▶ [Source records]:
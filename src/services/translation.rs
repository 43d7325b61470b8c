//! Business-type aware message translation.
//!
//! Catalogs are nested JSON objects flattened to dotted keys
//! (`errors.not_found`). Lookups fall back from the workspace's business
//! type to the `default` catalog, then to the caller's default text, then
//! to the key itself. Translation never fails.

use std::collections::HashMap;
use std::fs;
use std::path::Path;

use serde_json::Value as JsonValue;
use tracing::{debug, warn};

use crate::error::{AppError, AppResult};

pub const DEFAULT_BUSINESS_TYPE: &str = "default";

const EMBEDDED: [(&str, &str); 3] = [
    (DEFAULT_BUSINESS_TYPE, include_str!("catalogs/default.json")),
    ("education", include_str!("catalogs/education.json")),
    ("fitness_center", include_str!("catalogs/fitness_center.json")),
];

pub trait TranslationService: Send + Sync {
    /// Translated text for `key`, or the key itself when no catalog has it.
    fn get(&self, business_type: &str, key: &str, params: &[(&str, &str)]) -> String;

    /// Like [`Self::get`] but with caller-provided fallback text.
    fn get_with_default(
        &self,
        business_type: &str,
        key: &str,
        default: &str,
        params: &[(&str, &str)],
    ) -> String;
}

type Catalog = HashMap<String, String>;

/// Translation backed by in-memory JSON catalogs, one per business type.
#[derive(Debug, Clone)]
pub struct CatalogTranslationService {
    catalogs: HashMap<String, Catalog>,
}

impl CatalogTranslationService {
    /// Service with only the catalogs compiled into the binary.
    pub fn embedded() -> AppResult<Self> {
        let mut service = Self {
            catalogs: HashMap::new(),
        };
        for (business_type, source) in EMBEDDED {
            service.merge_source(business_type, source)?;
        }
        Ok(service)
    }

    /// Embedded catalogs overlaid with every `<business_type>.json` in `dir`.
    pub fn with_overrides(dir: &Path) -> AppResult<Self> {
        let mut service = Self::embedded()?;
        let entries = fs::read_dir(dir).map_err(|e| catalog_error(dir, e.into()))?;
        for entry in entries {
            let path = entry.map_err(|e| catalog_error(dir, e.into()))?.path();
            if path.extension().and_then(|e| e.to_str()) != Some("json") {
                continue;
            }
            let Some(business_type) = path.file_stem().and_then(|s| s.to_str()) else {
                warn!(path = %path.display(), "Skipping catalog with non UTF-8 name");
                continue;
            };
            let source = fs::read_to_string(&path).map_err(|e| catalog_error(&path, e.into()))?;
            service.merge_source(business_type, &source)?;
            debug!(business_type, path = %path.display(), "Loaded translation catalog");
        }
        Ok(service)
    }

    pub fn business_types(&self) -> impl Iterator<Item = &str> {
        self.catalogs.keys().map(String::as_str)
    }

    fn merge_source(&mut self, business_type: &str, source: &str) -> AppResult<()> {
        let value: JsonValue = serde_json::from_str(source).map_err(|e| AppError::Configuration {
            key: format!("i18n.{business_type}"),
            source: e.into(),
        })?;
        let catalog = self.catalogs.entry(business_type.to_string()).or_default();
        flatten("", &value, catalog);
        Ok(())
    }

    fn lookup(&self, business_type: &str, key: &str) -> Option<&str> {
        self.catalogs
            .get(business_type)
            .and_then(|c| c.get(key))
            .or_else(|| {
                self.catalogs
                    .get(DEFAULT_BUSINESS_TYPE)
                    .and_then(|c| c.get(key))
            })
            .map(String::as_str)
    }
}

impl TranslationService for CatalogTranslationService {
    fn get(&self, business_type: &str, key: &str, params: &[(&str, &str)]) -> String {
        self.get_with_default(business_type, key, key, params)
    }

    fn get_with_default(
        &self,
        business_type: &str,
        key: &str,
        default: &str,
        params: &[(&str, &str)],
    ) -> String {
        let template = self.lookup(business_type, key).unwrap_or(default);
        interpolate(template, params)
    }
}

fn catalog_error(path: &Path, source: anyhow::Error) -> AppError {
    AppError::Configuration {
        key: format!("i18n.catalog_dir ({})", path.display()),
        source,
    }
}

fn flatten(prefix: &str, value: &JsonValue, out: &mut Catalog) {
    match value {
        JsonValue::Object(map) => {
            for (k, v) in map {
                let key = if prefix.is_empty() {
                    k.clone()
                } else {
                    format!("{prefix}.{k}")
                };
                flatten(&key, v, out);
            }
        }
        JsonValue::String(s) => {
            out.insert(prefix.to_string(), s.clone());
        }
        JsonValue::Null => {}
        other => {
            out.insert(prefix.to_string(), other.to_string());
        }
    }
}

/// Replaces `{name}` placeholders; unknown placeholders are left as written.
/// Substituted values are never scanned again.
fn interpolate(template: &str, params: &[(&str, &str)]) -> String {
    let mut out = String::with_capacity(template.len());
    let mut rest = template;
    while let Some(open) = rest.find('{') {
        out.push_str(&rest[..open]);
        let tail = &rest[open + 1..];
        let value = tail.find('}').and_then(|close| {
            let name = &tail[..close];
            params
                .iter()
                .find(|(key, _)| *key == name)
                .map(|(_, value)| (*value, close))
        });
        match value {
            Some((value, close)) => {
                out.push_str(value);
                rest = &tail[close + 1..];
            }
            None => {
                out.push('{');
                rest = tail;
            }
        }
    }
    out.push_str(rest);
    out
}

▶ [Task item]:
Only an exact retyping of the full data will do.

▶ [Reply to the task]:
filename src/services/translation.rs
repository 43d7325b61470b8c
//! Business-type aware message translation.
//!
//! Catalogs are nested JSON objects flattened to dotted keys
//! (`errors.not_found`). Lookups fall back from the workspace's business
//! type to the `default` catalog, then to the caller's default text, then
//! to the key itself. Translation never fails.

use std::collections::HashMap;
use std::fs;
use std::path::Path;

use serde_json::Value as JsonValue;
use tracing::{debug, warn};

use crate::error::{AppError, AppResult};

pub const DEFAULT_BUSINESS_TYPE: &str = "default";

const EMBEDDED: [(&str, &str); 3] = [
    (DEFAULT_BUSINESS_TYPE, include_str!("catalogs/default.json")),
    ("education", include_str!("catalogs/education.json")),
    ("fitness_center", include_str!("catalogs/fitness_center.json")),
];

pub trait TranslationService: Send + Sync {
    /// Translated text for `key`, or the key itself when no catalog has it.
    fn get(&self, business_type: &str, key: &str, params: &[(&str, &str)]) -> String;

    /// Like [`Self::get`] but with caller-provided fallback text.
    fn get_with_default(
        &self,
        business_type: &str,
        key: &str,
        default: &str,
        params: &[(&str, &str)],
    ) -> String;
}

type Catalog = HashMap<String, String>;

/// Translation backed by in-memory JSON catalogs, one per business type.
#[derive(Debug, Clone)]
pub struct CatalogTranslationService {
    catalogs: HashMap<String, Catalog>,
}

impl CatalogTranslationService {
    /// Service with only the catalogs compiled into the binary.
    pub fn embedded() -> AppResult<Self> {
        let mut service = Self {
            catalogs: HashMap::new(),
        };
        for (business_type, source) in EMBEDDED {
            service.merge_source(business_type, source)?;
        }
        Ok(service)
    }

    /// Embedded catalogs overlaid with every `<business_type>.json` in `dir`.
    pub fn with_overrides(dir: &Path) -> AppResult<Self> {
        let mut service = Self::embedded()?;
        let entries = fs::read_dir(dir).map_err(|e| catalog_error(dir, e.into()))?;
        for entry in entries {
            let path = entry.map_err(|e| catalog_error(dir, e.into()))?.path();
            if path.extension().and_then(|e| e.to_str()) != Some("json") {
                continue;
            }
            let Some(business_type) = path.file_stem().and_then(|s| s.to_str()) else {
                warn!(path = %path.display(), "Skipping catalog with non UTF-8 name");
                continue;
            };
            let source = fs::read_to_string(&path).map_err(|e| catalog_error(&path, e.into()))?;
            service.merge_source(business_type, &source)?;
            debug!(business_type, path = %path.display(), "Loaded translation catalog");
        }
        Ok(service)
    }

    pub fn business_types(&self) -> impl Iterator<Item = &str> {
        self.catalogs.keys().map(String::as_str)
    }

    fn merge_source(&mut self, business_type: &str, source: &str) -> AppResult<()> {
        let value: JsonValue = serde_json::from_str(source).map_err(|e| AppError::Configuration {
            key: format!("i18n.{business_type}"),
            source: e.into(),
        })?;
        let catalog = self.catalogs.entry(business_type.to_string()).or_default();
        flatten("", &value, catalog);
        Ok(())
    }

    fn lookup(&self, business_type: &str, key: &str) -> Option<&str> {
        self.catalogs
            .get(business_type)
            .and_then(|c| c.get(key))
            .or_else(|| {
                self.catalogs
                    .get(DEFAULT_BUSINESS_TYPE)
                    .and_then(|c| c.get(key))
            })
            .map(String::as_str)
    }
}

impl TranslationService for CatalogTranslationService {
    fn get(&self, business_type: &str, key: &str, params: &[(&str, &str)]) -> String {
        self.get_with_default(business_type, key, key, params)
    }

    fn get_with_default(
        &self,
        business_type: &str,
        key: &str,
        default: &str,
        params: &[(&str, &str)],
    ) -> String {
        let template = self.lookup(business_type, key).unwrap_or(default);
        interpolate(template, params)
    }
}

fn catalog_error(path: &Path, source: anyhow::Error) -> AppError {
    AppError::Configuration {
        key: format!("i18n.catalog_dir ({})", path.display()),
        source,
    }
}

fn flatten(prefix: &str, value: &JsonValue, out: &mut Catalog) {
    match value {
        JsonValue::Object(map) => {
            for (k, v) in map {
                let key = if prefix.is_empty() {
                    k.clone()
                } else {
                    format!("{prefix}.{k}")
                };
                flatten(&key, v, out);
            }
        }
        JsonValue::String(s) => {
            out.insert(prefix.to_string(), s.clone());
        }
        JsonValue::Null => {}
        other => {
            out.insert(prefix.to_string(), other.to_string());
        }
    }
}

/// Replaces `{name}` placeholders; unknown placeholders are left as written.
/// Substituted values are never scanned again.
fn interpolate(template: &str, params: &[(&str, &str)]) -> String {
    let mut out = String::with_capacity(template.len());
    let mut rest = template;
    while let Some(open) = rest.find('{') {
        out.push_str(&rest[..open]);
        let tail = &rest[open + 1..];
        let value = tail.find('}').and_then(|close| {
            let name = &tail[..close];
            params
                .iter()
                .find(|(key, _)| *key == name)
                .map(|(_, value)| (*value, close))
        });
        match value {
            Some((value, close)) => {
                out.push_str(value);
                rest = &tail[close + 1..];
            }
            None => {
                out.push('{');
                rest = tail;
            }
        }
    }
    out.push_str(rest);
    out
}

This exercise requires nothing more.